As far as "alleged ripple" please see my #1 comments above. I guarantee ANY alternator will have some AC ripple. The only question is how much and whether it's out of limits.


#3 Not trying to be difficult, but what exactly does JTIS say about the battery and mystery faults? Does it specifically mention low voltage, or just say a battery fault? I'd like to read more, but am hampered without JTIS access.

#4 Agreed. The only catch is a guy would easily miss AC ripple if he doesn't think to look for it.

At my day job, I do a lot of electrical troubleshooting, usually under VERY tight time constraints. By nature, we usually have to shoot from the hip first, assuming we have a pattern failure. If that fails, we have to double back and do more in-depth troubleshooting. In the many cases where a new battery seems to be the fix on a Jag, that's the easy pattern failure and repair. For the situations where it doesn't work, I would highly suggest checking AC ripple. It took me all of two minutes on my car. In fact, the test was so simple, I'd even recommend it before replacing the battery. Maybe this would only be helpful in 5% of the cases, but if it can solve a problem that defies all other attempts, that two minutes will be well worth it.

Once again, I'm not trying to step on any toes, but am just trying to be helpful. Unfortunately for you guys, I'm also very pigheaded and I never forget anything that has helped me in the past. Now I just need somebody experiencing strange electrical symptoms to spend the two minutes to help prove or disprove my theory.

 

I can't say if you're theories are right or wrong, all I know is that changing the battery out in many cases seems to solve a whole host of issues.


I simply don't have enough knowledge to either agree or disagree...


Having said that, please don't feel that the guys are having a go at you in any way shape or form, Its simply their perspective / knowledge being put across as is yours.

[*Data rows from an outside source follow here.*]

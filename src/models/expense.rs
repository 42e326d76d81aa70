//! Expense model
//!
//! An expense is immutable once created. Drafts are the partially-filled
//! shape produced by the entry form and the bill scanner.

use chrono::{DateTime, Local, NaiveDate};
use serde::{Deserialize, Deserializer, Serialize};

use super::category::Category;
use super::ids::ExpenseId;
use super::money::Money;

/// Date format used on disk and in exports
pub const DATE_FORMAT: &str = "%Y-%m-%d";

/// A single recorded expense
#[derive(Debug, Clone, PartialEq, Eq, Serialize, Deserialize)]
pub struct Expense {
    pub id: ExpenseId,

    /// Amount spent (positive for anything that passed validation)
    pub amount: Money,

    pub category: Category,

    #[serde(default)]
    pub description: String,

    /// Calendar date the money was spent
    #[serde(with = "iso_date")]
    pub date: NaiveDate,
}

impl Expense {
    /// Build a full record from a draft, filling defaults for missing fields
    ///
    /// Missing amount becomes zero, category `Other`, description empty and
    /// date `today`. This never fails; checking the draft is the caller's job.
    pub fn from_draft(draft: ExpenseDraft, today: NaiveDate) -> Self {
        let category = draft
            .category
            .as_deref()
            .and_then(|c| c.parse::<Category>().ok())
            .unwrap_or_default();

        Self {
            id: ExpenseId::new(),
            amount: draft.amount.unwrap_or_default(),
            category,
            description: draft.description.unwrap_or_default(),
            date: draft.date.unwrap_or(today),
        }
    }

    /// Description if present, otherwise the category name
    pub fn label(&self) -> &str {
        if self.description.trim().is_empty() {
            self.category.as_str()
        } else {
            &self.description
        }
    }
}

/// A partially-filled expense awaiting validation or insertion
#[derive(Debug, Clone, Default, PartialEq, Eq, Deserialize)]
pub struct ExpenseDraft {
    #[serde(default)]
    pub amount: Option<Money>,

    #[serde(default)]
    pub category: Option<String>,

    #[serde(default)]
    pub description: Option<String>,

    #[serde(default, deserialize_with = "iso_date::deserialize_optional")]
    pub date: Option<NaiveDate>,
}

impl ExpenseDraft {
    pub fn new() -> Self {
        Self::default()
    }

    pub fn amount(mut self, amount: Money) -> Self {
        self.amount = Some(amount);
        self
    }

    pub fn category(mut self, category: impl Into<String>) -> Self {
        self.category = Some(category.into());
        self
    }

    pub fn description(mut self, description: impl Into<String>) -> Self {
        self.description = Some(description.into());
        self
    }

    pub fn date(mut self, date: NaiveDate) -> Self {
        self.date = Some(date);
        self
    }
}

/// Parse a stored date: either `YYYY-MM-DD` or a full RFC 3339 timestamp
///
/// Timestamps are converted to local time before taking the calendar date.
pub fn parse_iso_date(s: &str) -> Option<NaiveDate> {
    let s = s.trim();
    if let Ok(date) = NaiveDate::parse_from_str(s, DATE_FORMAT) {
        return Some(date);
    }
    DateTime::parse_from_rfc3339(s)
        .ok()
        .map(|dt| dt.with_timezone(&Local).date_naive())
}

mod iso_date {
    use super::*;
    use serde::Serializer;

    pub fn serialize<S: Serializer>(date: &NaiveDate, serializer: S) -> Result<S::Ok, S::Error> {
        serializer.serialize_str(&date.format(DATE_FORMAT).to_string())
    }

    pub fn deserialize<'de, D: Deserializer<'de>>(deserializer: D) -> Result<NaiveDate, D::Error> {
        let s = String::deserialize(deserializer)?;
        parse_iso_date(&s)
            .ok_or_else(|| serde::de::Error::custom(format!("invalid ISO-8601 date '{}'", s)))
    }

    pub fn deserialize_optional<'de, D: Deserializer<'de>>(
        deserializer: D,
    ) -> Result<Option<NaiveDate>, D::Error> {
        match Option::<String>::deserialize(deserializer)? {
            None => Ok(None),
            Some(s) if s.trim().is_empty() => Ok(None),
            Some(s) => parse_iso_date(&s)
                .map(Some)
                .ok_or_else(|| serde::de::Error::custom(format!("invalid ISO-8601 date '{}'", s))),
        }
    }
}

Its what the forum is all about, the more ideas / suggestions we can get out there potentially, the better for all in creating a useful and worthwhile discussion.


Thanks

 

Thanks. Here's another interesting article, this one seeming to support both sides of the Great AC Ripple Debate of 2014, as it came to be known in Jag folklore:

http://www.motor.com/article.asp?article_ID=1766

On one hand, the test case vehicle was diagnosed with AC ripple high off the chart and he proved a change in battery capacitance fixed it. On the other hand, the actual fix was just a new battery and nothing else.

I guess in some ways, I should say I'm satisfied with those findings. My inquisitive nature had me wondering about the specifics of "why" a new battery is often the fix. I think it's the change in capacitance and resulting changes in AC ripple. Others think it's due to voltage issues. As my dear, prematurely gray-haired mother often said to me, "You're entitled to your opinion, no matter how wrong and boneheaded you may be."